> [EXERCISE DESCRIPTION] Copy exactly the lines of the material below, starting with the first and including the line that holds "if let Some(ct)".

::::

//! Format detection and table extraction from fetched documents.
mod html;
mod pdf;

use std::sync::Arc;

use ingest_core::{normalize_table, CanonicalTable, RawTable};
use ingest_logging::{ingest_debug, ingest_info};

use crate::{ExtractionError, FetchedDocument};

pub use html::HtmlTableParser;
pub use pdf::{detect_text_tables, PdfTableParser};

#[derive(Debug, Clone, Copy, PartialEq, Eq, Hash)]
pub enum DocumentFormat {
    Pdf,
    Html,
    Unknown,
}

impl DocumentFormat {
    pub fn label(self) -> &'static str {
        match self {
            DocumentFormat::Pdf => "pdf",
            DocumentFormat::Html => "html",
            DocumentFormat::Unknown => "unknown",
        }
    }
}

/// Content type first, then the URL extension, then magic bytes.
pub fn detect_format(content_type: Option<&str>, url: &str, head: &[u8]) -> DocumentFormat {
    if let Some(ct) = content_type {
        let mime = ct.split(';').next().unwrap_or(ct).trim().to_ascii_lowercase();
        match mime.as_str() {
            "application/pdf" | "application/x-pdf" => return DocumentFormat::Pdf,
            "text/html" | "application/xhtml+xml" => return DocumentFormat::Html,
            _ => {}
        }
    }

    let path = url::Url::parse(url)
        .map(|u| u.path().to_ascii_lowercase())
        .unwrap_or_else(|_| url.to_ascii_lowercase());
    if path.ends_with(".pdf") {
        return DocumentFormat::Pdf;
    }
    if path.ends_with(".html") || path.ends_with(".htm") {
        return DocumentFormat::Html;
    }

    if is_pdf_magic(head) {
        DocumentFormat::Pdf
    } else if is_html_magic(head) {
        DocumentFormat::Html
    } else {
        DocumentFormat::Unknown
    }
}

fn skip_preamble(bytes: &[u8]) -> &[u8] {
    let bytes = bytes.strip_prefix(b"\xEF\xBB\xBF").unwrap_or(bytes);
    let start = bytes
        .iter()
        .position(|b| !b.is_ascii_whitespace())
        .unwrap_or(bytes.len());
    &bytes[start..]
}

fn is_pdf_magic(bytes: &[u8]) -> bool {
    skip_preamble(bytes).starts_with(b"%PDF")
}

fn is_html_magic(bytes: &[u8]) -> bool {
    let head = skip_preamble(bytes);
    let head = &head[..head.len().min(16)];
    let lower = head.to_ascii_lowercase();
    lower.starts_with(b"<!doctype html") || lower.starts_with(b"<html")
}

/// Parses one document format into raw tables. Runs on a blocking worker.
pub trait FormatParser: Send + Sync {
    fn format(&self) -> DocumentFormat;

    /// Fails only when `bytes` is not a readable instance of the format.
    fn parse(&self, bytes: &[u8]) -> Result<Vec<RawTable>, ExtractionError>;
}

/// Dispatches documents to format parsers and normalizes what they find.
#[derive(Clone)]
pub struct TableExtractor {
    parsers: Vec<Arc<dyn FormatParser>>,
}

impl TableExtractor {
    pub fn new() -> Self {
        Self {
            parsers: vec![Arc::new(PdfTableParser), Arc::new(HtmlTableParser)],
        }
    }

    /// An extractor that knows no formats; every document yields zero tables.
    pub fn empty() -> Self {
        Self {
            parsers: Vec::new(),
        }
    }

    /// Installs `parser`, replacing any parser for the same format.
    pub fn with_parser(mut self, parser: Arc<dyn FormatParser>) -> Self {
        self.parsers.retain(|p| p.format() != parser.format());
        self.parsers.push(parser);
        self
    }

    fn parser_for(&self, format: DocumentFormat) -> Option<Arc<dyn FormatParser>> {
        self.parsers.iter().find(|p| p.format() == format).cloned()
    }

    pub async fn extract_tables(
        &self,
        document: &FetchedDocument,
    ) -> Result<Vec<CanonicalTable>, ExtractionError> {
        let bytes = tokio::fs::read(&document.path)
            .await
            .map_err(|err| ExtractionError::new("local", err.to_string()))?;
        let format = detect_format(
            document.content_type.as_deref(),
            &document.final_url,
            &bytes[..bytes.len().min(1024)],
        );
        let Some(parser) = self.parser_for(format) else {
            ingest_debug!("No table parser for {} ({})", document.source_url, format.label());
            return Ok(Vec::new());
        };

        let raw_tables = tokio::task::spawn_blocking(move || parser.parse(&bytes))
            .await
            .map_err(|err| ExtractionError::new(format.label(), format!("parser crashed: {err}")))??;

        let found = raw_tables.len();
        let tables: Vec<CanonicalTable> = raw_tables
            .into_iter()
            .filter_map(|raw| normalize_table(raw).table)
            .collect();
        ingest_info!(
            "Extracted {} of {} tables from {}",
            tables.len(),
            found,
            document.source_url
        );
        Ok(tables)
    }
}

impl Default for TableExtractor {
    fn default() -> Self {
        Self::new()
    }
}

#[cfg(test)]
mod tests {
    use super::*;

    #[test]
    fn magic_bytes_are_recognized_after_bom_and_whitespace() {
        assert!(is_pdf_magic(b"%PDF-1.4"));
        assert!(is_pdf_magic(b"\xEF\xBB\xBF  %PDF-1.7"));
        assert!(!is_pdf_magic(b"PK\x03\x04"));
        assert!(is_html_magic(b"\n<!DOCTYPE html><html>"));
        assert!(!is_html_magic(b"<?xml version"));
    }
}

::::

> [SOLUTION FOR THIS PROBLEM]
//! Format detection and table extraction from fetched documents.
mod html;
mod pdf;

use std::sync::Arc;

use ingest_core::{normalize_table, CanonicalTable, RawTable};
use ingest_logging::{ingest_debug, ingest_info};

use crate::{ExtractionError, FetchedDocument};

pub use html::HtmlTableParser;
pub use pdf::{detect_text_tables, PdfTableParser};

#[derive(Debug, Clone, Copy, PartialEq, Eq, Hash)]
pub enum DocumentFormat {
    Pdf,
    Html,
    Unknown,
}

impl DocumentFormat {
    pub fn label(self) -> &'static str {
        match self {
            DocumentFormat::Pdf => "pdf",
            DocumentFormat::Html => "html",
            DocumentFormat::Unknown => "unknown",
        }
    }
}

/// Content type first, then the URL extension, then magic bytes.
pub fn detect_format(content_type: Option<&str>, url: &str, head: &[u8]) -> DocumentFormat {
    if let Some(ct) = content_type {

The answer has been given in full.